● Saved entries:
------------------------
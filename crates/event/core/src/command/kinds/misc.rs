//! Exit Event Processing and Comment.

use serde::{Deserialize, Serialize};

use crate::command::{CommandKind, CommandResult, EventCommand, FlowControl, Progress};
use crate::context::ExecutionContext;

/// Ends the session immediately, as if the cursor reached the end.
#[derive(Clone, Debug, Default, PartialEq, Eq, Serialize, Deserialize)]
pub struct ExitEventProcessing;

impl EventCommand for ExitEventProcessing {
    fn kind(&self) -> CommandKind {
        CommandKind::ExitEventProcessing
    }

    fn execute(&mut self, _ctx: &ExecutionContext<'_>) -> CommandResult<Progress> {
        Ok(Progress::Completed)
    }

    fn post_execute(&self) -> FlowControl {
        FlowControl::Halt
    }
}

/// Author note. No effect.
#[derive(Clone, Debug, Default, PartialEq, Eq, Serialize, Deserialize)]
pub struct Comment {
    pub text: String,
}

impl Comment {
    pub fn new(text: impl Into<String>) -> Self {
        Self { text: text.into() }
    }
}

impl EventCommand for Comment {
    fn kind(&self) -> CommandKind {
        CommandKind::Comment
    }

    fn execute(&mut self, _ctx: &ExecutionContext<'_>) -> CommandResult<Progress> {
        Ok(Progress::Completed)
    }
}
------------------------
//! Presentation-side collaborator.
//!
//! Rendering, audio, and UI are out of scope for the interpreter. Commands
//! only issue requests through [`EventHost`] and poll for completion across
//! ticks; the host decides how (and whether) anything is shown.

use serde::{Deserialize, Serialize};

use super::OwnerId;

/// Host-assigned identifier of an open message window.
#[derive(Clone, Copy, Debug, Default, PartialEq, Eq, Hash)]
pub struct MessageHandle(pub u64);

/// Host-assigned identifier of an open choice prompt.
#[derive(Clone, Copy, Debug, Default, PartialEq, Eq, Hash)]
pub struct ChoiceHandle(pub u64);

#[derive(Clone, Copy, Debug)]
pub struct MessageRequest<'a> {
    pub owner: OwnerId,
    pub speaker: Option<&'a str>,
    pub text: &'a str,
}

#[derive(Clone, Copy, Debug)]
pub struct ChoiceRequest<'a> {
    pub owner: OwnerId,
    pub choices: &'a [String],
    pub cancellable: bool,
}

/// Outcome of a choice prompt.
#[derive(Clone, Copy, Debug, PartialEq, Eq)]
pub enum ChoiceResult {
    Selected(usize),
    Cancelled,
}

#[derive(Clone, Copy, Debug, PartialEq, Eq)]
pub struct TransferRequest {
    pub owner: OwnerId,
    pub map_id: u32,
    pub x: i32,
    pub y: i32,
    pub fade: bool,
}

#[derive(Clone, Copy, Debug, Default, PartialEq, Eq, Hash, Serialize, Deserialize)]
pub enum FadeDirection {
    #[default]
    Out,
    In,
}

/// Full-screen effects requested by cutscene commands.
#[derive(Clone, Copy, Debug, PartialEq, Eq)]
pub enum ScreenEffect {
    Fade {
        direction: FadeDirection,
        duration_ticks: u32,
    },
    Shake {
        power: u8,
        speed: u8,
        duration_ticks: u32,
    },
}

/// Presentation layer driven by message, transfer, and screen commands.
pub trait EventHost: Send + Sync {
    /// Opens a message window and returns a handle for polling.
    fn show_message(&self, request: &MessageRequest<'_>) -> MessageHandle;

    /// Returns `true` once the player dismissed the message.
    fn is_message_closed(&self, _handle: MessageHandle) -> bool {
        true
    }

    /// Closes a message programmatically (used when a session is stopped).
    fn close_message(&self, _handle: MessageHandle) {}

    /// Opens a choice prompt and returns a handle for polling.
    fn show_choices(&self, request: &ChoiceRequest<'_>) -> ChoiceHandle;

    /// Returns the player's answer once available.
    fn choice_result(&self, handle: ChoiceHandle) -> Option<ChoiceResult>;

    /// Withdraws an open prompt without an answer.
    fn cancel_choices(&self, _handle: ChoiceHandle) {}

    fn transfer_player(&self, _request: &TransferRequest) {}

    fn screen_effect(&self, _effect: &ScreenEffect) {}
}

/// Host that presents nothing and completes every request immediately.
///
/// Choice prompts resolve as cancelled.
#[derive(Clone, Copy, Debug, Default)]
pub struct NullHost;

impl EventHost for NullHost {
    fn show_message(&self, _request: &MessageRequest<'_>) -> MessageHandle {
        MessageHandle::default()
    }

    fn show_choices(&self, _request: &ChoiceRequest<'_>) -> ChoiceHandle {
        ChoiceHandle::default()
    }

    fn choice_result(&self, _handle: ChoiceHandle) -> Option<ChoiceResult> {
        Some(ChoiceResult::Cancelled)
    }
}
------------------------
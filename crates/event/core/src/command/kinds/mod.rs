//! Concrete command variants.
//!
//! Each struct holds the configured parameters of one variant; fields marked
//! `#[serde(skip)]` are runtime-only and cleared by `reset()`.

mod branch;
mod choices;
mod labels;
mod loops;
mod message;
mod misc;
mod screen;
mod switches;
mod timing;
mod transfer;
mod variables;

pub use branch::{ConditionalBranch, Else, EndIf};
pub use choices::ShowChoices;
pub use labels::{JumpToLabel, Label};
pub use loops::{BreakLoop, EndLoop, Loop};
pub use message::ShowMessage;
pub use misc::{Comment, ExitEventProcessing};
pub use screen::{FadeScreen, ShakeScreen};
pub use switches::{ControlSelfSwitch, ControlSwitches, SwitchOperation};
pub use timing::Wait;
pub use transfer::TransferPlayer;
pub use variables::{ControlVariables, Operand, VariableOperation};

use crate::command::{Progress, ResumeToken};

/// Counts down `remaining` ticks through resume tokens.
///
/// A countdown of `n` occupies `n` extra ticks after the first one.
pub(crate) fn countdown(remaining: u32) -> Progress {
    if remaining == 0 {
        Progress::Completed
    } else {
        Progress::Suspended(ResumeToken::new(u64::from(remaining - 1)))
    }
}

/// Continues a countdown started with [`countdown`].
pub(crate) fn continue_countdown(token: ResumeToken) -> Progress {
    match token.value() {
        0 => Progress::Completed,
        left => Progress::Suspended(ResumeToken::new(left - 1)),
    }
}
------------------------
● Assignment:
Copy range, inclusive: the line holding "filename crates/event/core/src/command/kinds/misc.rs" to the line holding "reached the end.". Reproduce exactly those lines of the records above and no others.

● Task response:
filename crates/event/core/src/command/kinds/misc.rs
//! Exit Event Processing and Comment.

use serde::{Deserialize, Serialize};

use crate::command::{CommandKind, CommandResult, EventCommand, FlowControl, Progress};
use crate::context::ExecutionContext;

/// Ends the session immediately, as if the cursor reached the end.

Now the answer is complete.